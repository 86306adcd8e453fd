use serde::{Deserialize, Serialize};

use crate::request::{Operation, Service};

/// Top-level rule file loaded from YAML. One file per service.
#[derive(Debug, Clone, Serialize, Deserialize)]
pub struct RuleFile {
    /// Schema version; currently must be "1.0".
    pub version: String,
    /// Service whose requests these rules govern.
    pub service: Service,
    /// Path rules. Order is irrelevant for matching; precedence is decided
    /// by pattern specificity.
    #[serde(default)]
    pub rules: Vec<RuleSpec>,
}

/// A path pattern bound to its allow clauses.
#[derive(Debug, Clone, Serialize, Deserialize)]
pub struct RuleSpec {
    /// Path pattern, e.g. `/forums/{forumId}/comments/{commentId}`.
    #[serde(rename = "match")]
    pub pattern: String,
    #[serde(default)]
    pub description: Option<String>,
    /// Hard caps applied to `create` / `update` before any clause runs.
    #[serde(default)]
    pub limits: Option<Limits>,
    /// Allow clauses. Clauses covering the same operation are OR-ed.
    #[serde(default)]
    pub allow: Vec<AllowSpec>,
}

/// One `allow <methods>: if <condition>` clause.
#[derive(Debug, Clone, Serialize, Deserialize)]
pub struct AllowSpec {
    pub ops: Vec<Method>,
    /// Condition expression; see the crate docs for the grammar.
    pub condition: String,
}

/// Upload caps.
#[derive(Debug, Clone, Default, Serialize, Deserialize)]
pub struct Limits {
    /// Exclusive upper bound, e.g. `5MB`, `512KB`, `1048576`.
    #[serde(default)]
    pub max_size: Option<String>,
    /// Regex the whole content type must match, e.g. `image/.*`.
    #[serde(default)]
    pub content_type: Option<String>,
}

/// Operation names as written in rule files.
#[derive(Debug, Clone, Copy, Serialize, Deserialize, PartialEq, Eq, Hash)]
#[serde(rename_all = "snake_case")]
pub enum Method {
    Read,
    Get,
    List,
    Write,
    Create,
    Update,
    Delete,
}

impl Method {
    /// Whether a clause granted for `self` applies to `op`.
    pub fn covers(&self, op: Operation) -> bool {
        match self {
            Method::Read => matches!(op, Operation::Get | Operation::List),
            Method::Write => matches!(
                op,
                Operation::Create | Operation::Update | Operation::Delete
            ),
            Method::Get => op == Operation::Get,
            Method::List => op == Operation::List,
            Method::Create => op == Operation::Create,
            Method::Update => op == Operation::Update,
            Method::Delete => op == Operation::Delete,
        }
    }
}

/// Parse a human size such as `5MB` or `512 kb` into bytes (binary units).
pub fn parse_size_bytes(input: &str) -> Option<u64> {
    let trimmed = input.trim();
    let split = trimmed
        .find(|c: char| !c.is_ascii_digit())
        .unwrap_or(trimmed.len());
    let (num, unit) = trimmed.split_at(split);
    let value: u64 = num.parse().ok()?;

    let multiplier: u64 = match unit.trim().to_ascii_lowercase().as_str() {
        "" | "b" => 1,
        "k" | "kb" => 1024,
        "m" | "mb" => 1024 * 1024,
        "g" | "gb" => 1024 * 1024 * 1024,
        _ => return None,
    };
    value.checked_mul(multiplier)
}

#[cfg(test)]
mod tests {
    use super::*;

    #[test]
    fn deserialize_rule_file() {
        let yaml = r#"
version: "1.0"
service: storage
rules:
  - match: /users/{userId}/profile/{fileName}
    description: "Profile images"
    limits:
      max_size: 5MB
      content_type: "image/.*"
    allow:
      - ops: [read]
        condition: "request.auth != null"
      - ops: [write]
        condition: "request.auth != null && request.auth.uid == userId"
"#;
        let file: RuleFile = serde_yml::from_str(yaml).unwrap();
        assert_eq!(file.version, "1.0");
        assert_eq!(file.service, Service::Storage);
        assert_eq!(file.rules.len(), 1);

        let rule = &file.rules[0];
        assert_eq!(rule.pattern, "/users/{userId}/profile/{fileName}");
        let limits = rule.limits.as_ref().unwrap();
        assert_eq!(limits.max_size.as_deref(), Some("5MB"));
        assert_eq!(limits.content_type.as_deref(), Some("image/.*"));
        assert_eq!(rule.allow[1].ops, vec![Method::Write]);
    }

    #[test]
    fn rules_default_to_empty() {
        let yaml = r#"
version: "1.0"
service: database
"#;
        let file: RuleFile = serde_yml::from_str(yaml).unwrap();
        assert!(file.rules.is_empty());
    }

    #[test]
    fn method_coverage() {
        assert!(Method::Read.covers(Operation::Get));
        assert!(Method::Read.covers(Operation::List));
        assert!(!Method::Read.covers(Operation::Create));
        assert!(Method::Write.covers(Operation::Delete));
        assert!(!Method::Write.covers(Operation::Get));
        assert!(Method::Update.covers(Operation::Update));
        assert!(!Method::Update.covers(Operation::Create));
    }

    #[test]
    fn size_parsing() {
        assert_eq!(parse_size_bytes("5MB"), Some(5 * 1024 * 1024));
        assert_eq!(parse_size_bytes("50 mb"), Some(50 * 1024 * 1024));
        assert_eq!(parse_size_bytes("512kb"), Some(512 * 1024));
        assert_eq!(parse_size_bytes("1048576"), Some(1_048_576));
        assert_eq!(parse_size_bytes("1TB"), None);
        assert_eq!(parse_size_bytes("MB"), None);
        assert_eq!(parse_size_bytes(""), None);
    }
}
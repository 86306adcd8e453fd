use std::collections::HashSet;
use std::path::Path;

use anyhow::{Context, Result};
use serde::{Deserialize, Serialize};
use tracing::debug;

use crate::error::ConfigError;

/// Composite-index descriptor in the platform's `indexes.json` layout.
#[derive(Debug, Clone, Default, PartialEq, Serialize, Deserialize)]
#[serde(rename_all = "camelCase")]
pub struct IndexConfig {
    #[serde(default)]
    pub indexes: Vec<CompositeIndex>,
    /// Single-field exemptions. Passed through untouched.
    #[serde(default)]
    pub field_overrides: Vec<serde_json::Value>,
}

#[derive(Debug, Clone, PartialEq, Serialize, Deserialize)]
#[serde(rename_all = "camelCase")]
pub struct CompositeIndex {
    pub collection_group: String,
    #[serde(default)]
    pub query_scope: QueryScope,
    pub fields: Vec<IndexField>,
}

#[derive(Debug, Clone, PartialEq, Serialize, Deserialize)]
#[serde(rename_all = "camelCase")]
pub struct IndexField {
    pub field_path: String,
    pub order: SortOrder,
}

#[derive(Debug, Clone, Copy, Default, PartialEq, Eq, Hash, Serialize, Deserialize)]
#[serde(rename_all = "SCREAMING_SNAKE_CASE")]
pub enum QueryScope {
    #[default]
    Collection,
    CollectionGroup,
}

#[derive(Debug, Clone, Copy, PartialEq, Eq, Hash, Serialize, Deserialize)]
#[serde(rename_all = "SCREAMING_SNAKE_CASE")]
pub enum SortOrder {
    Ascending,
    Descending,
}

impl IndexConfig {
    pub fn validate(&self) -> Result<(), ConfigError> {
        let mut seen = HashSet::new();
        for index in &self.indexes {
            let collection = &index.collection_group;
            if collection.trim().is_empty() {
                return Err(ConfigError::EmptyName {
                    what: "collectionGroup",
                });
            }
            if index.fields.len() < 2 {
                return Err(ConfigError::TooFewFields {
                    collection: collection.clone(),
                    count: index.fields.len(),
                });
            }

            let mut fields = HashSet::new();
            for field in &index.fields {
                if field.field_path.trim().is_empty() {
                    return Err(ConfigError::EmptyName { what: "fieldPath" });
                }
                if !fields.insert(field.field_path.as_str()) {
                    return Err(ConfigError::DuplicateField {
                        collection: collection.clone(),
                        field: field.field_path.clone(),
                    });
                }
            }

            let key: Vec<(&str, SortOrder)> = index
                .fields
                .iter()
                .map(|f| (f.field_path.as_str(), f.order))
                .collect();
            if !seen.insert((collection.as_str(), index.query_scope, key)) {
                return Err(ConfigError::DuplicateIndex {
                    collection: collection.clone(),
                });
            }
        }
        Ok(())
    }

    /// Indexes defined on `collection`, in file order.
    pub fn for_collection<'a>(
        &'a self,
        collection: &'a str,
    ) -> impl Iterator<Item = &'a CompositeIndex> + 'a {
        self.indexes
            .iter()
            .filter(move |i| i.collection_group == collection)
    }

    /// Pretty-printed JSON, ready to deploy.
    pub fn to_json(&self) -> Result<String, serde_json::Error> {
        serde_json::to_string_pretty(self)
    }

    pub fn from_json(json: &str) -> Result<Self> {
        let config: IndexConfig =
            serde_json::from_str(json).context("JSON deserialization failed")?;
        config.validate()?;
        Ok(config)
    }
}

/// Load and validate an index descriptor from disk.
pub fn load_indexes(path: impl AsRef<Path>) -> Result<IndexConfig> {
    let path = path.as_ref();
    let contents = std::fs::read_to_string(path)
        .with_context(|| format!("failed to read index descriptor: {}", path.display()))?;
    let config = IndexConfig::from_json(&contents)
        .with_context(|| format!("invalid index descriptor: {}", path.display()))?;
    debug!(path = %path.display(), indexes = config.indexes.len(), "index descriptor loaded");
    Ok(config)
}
——
▶ _Exercise_
If a line in the material contains the word "ConfigError", copy that line.

▶ _Output of the task_
use crate::error::ConfigError;
    pub fn validate(&self) -> Result<(), ConfigError> {
                return Err(ConfigError::EmptyName {
                return Err(ConfigError::TooFewFields {
                    return Err(ConfigError::EmptyName { what: "fieldPath" });
                    return Err(ConfigError::DuplicateField {
                return Err(ConfigError::DuplicateIndex {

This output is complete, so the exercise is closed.